*TO DO*: From the records below, state how many lines include the word "Invalid", giving only that number.

Items from a data source:
use anyhow::{bail, Context, Result};
use chrono::Duration;
use clap::Subcommand;
use sentinel_core::auth::{
    repository::{SqliteRepository, UserRepository},
    store::TokenStore,
    token::{is_valid_plaintext, Token, TokenScope},
    AuthError, User,
};
use std::sync::Arc;

/// Lifetime of the activation token handed out on account creation.
const ACTIVATION_TTL_DAYS: i64 = 3;

#[derive(Subcommand)]
pub enum UsersCommands {
    /// Register a user and print a one-time activation token
    Create {
        #[arg(short, long)]
        name: String,

        #[arg(short, long)]
        email: String,
    },

    /// Activate the user owning an activation token
    Activate {
        #[arg(short, long)]
        token: String,
    },
}

pub async fn handle_users_command(
    command: UsersCommands,
    repo: Arc<SqliteRepository>,
) -> Result<()> {
    match command {
        UsersCommands::Create { name, email } => {
            let (user, token) = create_user(repo, &name, &email).await?;

            println!("[SUCCESS] User created successfully!");
            println!("ID: {}", user.id);
            println!("Email: {}", user.email);
            println!("Activation token: {}", token.plaintext);
            println!("Expires: {}", token.expiry.format("%Y-%m-%d %H:%M UTC"));
            println!("[WARNING] Save this token securely - it cannot be retrieved later!");
        }

        UsersCommands::Activate { token } => {
            let user = activate_user(repo, &token).await?;
            println!("[SUCCESS] User '{}' (ID {}) has been activated", user.email, user.id);
        }
    }

    Ok(())
}

/// Inserts a new, inactive user and issues its activation token.
pub async fn create_user(
    repo: Arc<SqliteRepository>,
    name: &str,
    email: &str,
) -> Result<(User, Token)> {
    let mut user = User::new(name, email);
    repo.create_user(&mut user).await.context("Failed to create user")?;

    let tokens = TokenStore::new(repo);
    let token = tokens
        .issue(user.id, Duration::days(ACTIVATION_TTL_DAYS), TokenScope::Activation)
        .await
        .context("Failed to issue activation token")?;

    Ok((user, token))
}

/// Activates the owner of `plaintext` and revokes all of their activation tokens.
pub async fn activate_user(repo: Arc<SqliteRepository>, plaintext: &str) -> Result<User> {
    if !is_valid_plaintext(plaintext) {
        bail!("Activation token must be 26 characters long");
    }

    let tokens = TokenStore::new(repo.clone());
    let mut user = match tokens.resolve(TokenScope::Activation, plaintext).await {
        Ok(user) => user,
        Err(AuthError::InvalidToken) => bail!("Invalid or expired activation token"),
        Err(e) => return Err(e).context("Failed to look up activation token"),
    };

    repo.activate_user(&mut user).await.context("Failed to activate user")?;
    tokens
        .revoke_all(TokenScope::Activation, user.id)
        .await
        .context("Failed to revoke activation tokens")?;

    Ok(user)
}
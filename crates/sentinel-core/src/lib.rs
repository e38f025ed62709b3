//! # Sentinel Core
//!
//! Business logic for the Sentinel resource server. Nothing in this crate knows about HTTP;
//! the `server` crate adapts these types to axum.
//!
//! - **[`middleware`]**: Per-client token bucket admission and bearer-token authentication.
//!
//! - **[`auth`]**: Credential codec, scoped token store, and the user/token repositories.
//!
//! - **[`movies`]**: The versioned `movies` resource and its optimistic-concurrency repository.
//!
//! - **[`storage`]**: `SQLite` pool setup, schema bootstrap, and per-query deadlines.
//!
//! - **[`config`]**: Layered configuration (defaults, TOML file, environment).
//!
//! ## Request Flow
//!
//! ```text
//! Client Request
//!       │
//!       ▼
//! ┌──────────────┐
//! │ RateLimiter  │ ─── Denied ──► 429
//! └──────┬───────┘
//!        │ Admitted
//!        ▼
//! ┌──────────────┐
//! │  BearerAuth  │ ─── Invalid ──► 401    Store failure ──► 500
//! └──────┬───────┘
//!        │ Identity (Anonymous | User)
//!        ▼
//! ┌──────────────┐
//! │   Handler    │ ─── Stale version ──► 409
//! └──────┬───────┘
//!        │
//!        ▼
//!   Response to Client
//! ```

pub mod auth;
pub mod config;
pub mod middleware;
pub mod movies;
pub mod storage;
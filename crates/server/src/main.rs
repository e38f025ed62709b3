use anyhow::Result;
use axum::serve;
use sentinel_core::{config::AppConfig, middleware::RateLimiter, storage};
use server::app::{create_app, AppState};
use std::{net::SocketAddr, sync::Arc};
use tokio::{signal, sync::broadcast};
use tracing::{debug, error, info};
use tracing_subscriber::{layer::SubscriberExt, util::SubscriberInitExt, EnvFilter};

/// Initializes the logging system based on the configuration.
///
/// `RUST_LOG` wins when set; otherwise `logging.level` applies to this workspace's crates.
fn init_logging(config: &AppConfig) {
    let filter = if let Ok(env_filter) = std::env::var("RUST_LOG") {
        if env_filter == "debug" {
            EnvFilter::new("warn,sentinel_core=debug,server=debug")
        } else if env_filter == "trace" {
            EnvFilter::new("warn,sentinel_core=trace,server=trace,tower_http=trace")
        } else {
            EnvFilter::try_from_env("RUST_LOG")
                .unwrap_or_else(|_| EnvFilter::new("warn,sentinel_core=debug,server=debug"))
        }
    } else {
        let level = &config.logging.level;
        EnvFilter::try_new(format!("warn,sentinel_core={level},server={level}"))
            .unwrap_or_else(|_| EnvFilter::new("warn,sentinel_core=info,server=info"))
    };

    let registry = tracing_subscriber::registry().with(filter);

    if config.logging.format.as_str() == "json" {
        let fmt_layer = tracing_subscriber::fmt::layer().json();
        registry.with(fmt_layer).init();
    } else {
        // "pretty" and any other format default to pretty logging
        let fmt_layer = tracing_subscriber::fmt::layer()
            .pretty()
            .with_file(true)
            .with_line_number(true)
            .with_target(false);
        registry.with(fmt_layer).init();
    }
}

#[tokio::main]
async fn main() -> Result<()> {
    let config = AppConfig::load().map_err(|e| anyhow::anyhow!("Configuration load failed: {e}"))?;
    config.validate().map_err(|e| anyhow::anyhow!("Configuration validation failed: {e}"))?;

    init_logging(&config);
    info!(environment = %config.environment, "Starting Sentinel");
    debug!(
        limiter_enabled = config.limiter.enabled,
        requests_per_second = config.limiter.requests_per_second,
        burst = config.limiter.burst,
        "Configuration loaded"
    );

    let pool = storage::connect(&config.database.url, config.database.max_connections)
        .await
        .map_err(|e| anyhow::anyhow!("Database connection failed: {e}"))?;
    storage::init_schema(&pool)
        .await
        .map_err(|e| anyhow::anyhow!("Schema initialization failed: {e}"))?;
    info!(max_connections = config.database.max_connections, "Database pool established");

    let (shutdown_tx, _) = broadcast::channel::<()>(1);

    let rate_limiter = Arc::new(RateLimiter::from_config(&config.limiter));
    let sweeper_handle = rate_limiter.start_sweeper(shutdown_tx.subscribe());

    let state = AppState::from_pool(pool.clone(), config.query_timeout(), &config.environment);
    let app = create_app(state, rate_limiter, config.request_timeout());

    let addr = config.socket_addr().map_err(|e| anyhow::anyhow!(e))?;
    let listener = tokio::net::TcpListener::bind(addr).await?;
    info!(address = %addr, "Sentinel server listening");

    if let Err(e) = serve(listener, app.into_make_service_with_connect_info::<SocketAddr>())
        .with_graceful_shutdown(shutdown_signal())
        .await
    {
        error!(error = %e, "Server error occurred");
    }

    let _ = shutdown_tx.send(());
    if let Err(e) = sweeper_handle.await {
        error!(error = %e, "Rate limiter sweeper did not stop cleanly");
    }
    pool.close().await;
    info!("Server shutdown complete");

    Ok(())
}

async fn shutdown_signal() {
    let ctrl_c = async {
        if let Err(e) = signal::ctrl_c().await {
            error!(
                error = %e,
                "Failed to install Ctrl+C handler"
            );
        }
    };

    #[cfg(unix)]
    let terminate = async {
        match signal::unix::signal(signal::unix::SignalKind::terminate()) {
            Ok(mut s) => {
                s.recv().await;
            }
            Err(e) => {
                error!(
                    error = %e,
                    "Failed to install signal handler"
                );

                () = std::future::pending::<()>().await;
            }
        }
    };

    #[cfg(not(unix))]
    let terminate = std::future::pending::<()>();

    tokio::select! {
        () = ctrl_c => {},
        () = terminate => {},
    }

    info!("Shutdown signal received, starting graceful shutdown");
}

*RESPONSE BELOW*: 2